Reputation: 1833
Let's say I have a command my_command
which I am sure outputs three lines like
line 1
line 2
line 3
and I want to store the three lines into three variables $x
, $y
, $z
. How can I accomplish this in bash?
Upvotes: 3
Views: 836
Reputation: 75458
And here's another:
IFS=$'\n' read -d '' x y z __ < <(my_command)
With -d ''
it sets the delimiter to '\0'
and makes read
read the whole input in one instance, and not just a single line. IFS=$'\n'
sets newline (\n
) as the separator for each value. __
is optional and gathers any extra input besides the first 3 lines.
From help read
:
Reads a single line from the standard input, or from file descriptor FD if the -u option is supplied. The line is split into fields as with word splitting, and the first word is assigned to the first NAME, the second word to the second NAME, and so on, with any leftover words assigned to the last NAME. Only the characters found in $IFS are recognized as word delimiters.

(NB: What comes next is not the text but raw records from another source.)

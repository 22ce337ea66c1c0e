//! Validated launch configuration for the automation binary.
//!
//! # Example
//!
//! ```ignore
//! use bidi_client::LaunchOptions;
//!
//! let options = LaunchOptions::builder()
//!     .binary("/usr/local/bin/vibium")
//!     .headless()
//!     .build()?;
//!
//! let args = options.to_args();
//! // ["pipe", "--headless"]
//! ```

// ============================================================================
// Imports
// ============================================================================

use std::path::{Path, PathBuf};
use std::time::Duration;

use crate::client::ConnectionOptions;

use super::builder::LaunchOptionsBuilder;

// ============================================================================
// Constants
// ============================================================================

/// Environment variable consulted when no binary path is configured.
pub const BINARY_PATH_ENV: &str = "VIBIUM_BIN_PATH";

/// How long to wait for the ready signal after spawning.
pub const DEFAULT_READY_TIMEOUT: Duration = Duration::from_secs(30);

/// How long `stop` waits for the process to exit before killing it.
pub const DEFAULT_STOP_TIMEOUT: Duration = Duration::from_secs(5);

/// Subcommand that makes the binary speak over stdio.
const PIPE_SUBCOMMAND: &str = "pipe";

// ============================================================================
// LaunchOptions
// ============================================================================

/// Everything needed to start the automation binary.
///
/// Built by [`LaunchOptionsBuilder`], which checks the binary exists.
#[derive(Debug, Clone, PartialEq, Eq)]
pub struct LaunchOptions {
    /// Path to the binary.
    pub binary: PathBuf,

    /// Run the browser without a window.
    pub headless: bool,

    /// Additional arguments appended after the built-in ones.
    pub extra_args: Vec<String>,

    /// Deadline for the ready signal.
    pub ready_timeout: Duration,

    /// Grace period between closing stdin and killing the process.
    pub stop_timeout: Duration,

    /// Options for the resulting connection.
    pub connection: ConnectionOptions,
}

impl LaunchOptions {
    /// Creates a launch configuration builder.
    #[inline]
    #[must_use]
    pub fn builder() -> LaunchOptionsBuilder {
        LaunchOptionsBuilder::new()
    }

    /// Creates options for `binary` with default settings, without checking
    /// that it exists.
    #[must_use]
    pub fn new(binary: impl Into<PathBuf>) -> Self {
        Self {
            binary: binary.into(),
            headless: false,
            extra_args: Vec::new(),
            ready_timeout: DEFAULT_READY_TIMEOUT,
            stop_timeout: DEFAULT_STOP_TIMEOUT,
            connection: ConnectionOptions::default(),
        }
    }

    /// Path to the binary.
    #[inline]
    #[must_use]
    pub fn binary(&self) -> &Path {
        &self.binary
    }

    /// Converts options to command-line arguments.
    #[must_use]
    pub fn to_args(&self) -> Vec<String> {
        let mut args = Vec::with_capacity(2 + self.extra_args.len());
        args.push(PIPE_SUBCOMMAND.to_string());

        if self.headless {
            args.push("--headless".to_string());
        }

        args.extend(self.extra_args.iter().cloned());
        args
    }
}

// ============================================================================
// Tests
// ============================================================================

#[cfg(test)]
mod tests {
    use super::*;

    #[test]
    fn test_new_uses_defaults() {
        let options = LaunchOptions::new("/opt/vibium");
        assert_eq!(options.binary(), Path::new("/opt/vibium"));
        assert!(!options.headless);
        assert_eq!(options.ready_timeout, Duration::from_secs(30));
        assert_eq!(options.stop_timeout, Duration::from_secs(5));
    }

    #[test]
    fn test_to_args_minimal() {
        let options = LaunchOptions::new("/opt/vibium");
        assert_eq!(options.to_args(), vec!["pipe"]);
    }

    #[test]
    fn test_to_args_headless_and_extra() {
        let mut options = LaunchOptions::new("/opt/vibium");
        options.headless = true;
        options.extra_args = vec!["--verbose".to_string()];

        assert_eq!(options.to_args(), vec!["pipe", "--headless", "--verbose"]);
    }
}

-d delim continue until the first character of DELIM is read, rather than newline
Upvotes: 4
Reputation: 530853
for name in x y z; do
read $name
done < <(my_command)
This uses process substitution so that the read
commands are not executed in a subshell and the resulting variables are available after the loop completes. The variable name
is used to hold the names of the variables to set; $name
expands to the name of the variable that read
sets, so after the loop you have three variables x
, y
, and z
that hold each of the three lines of your output.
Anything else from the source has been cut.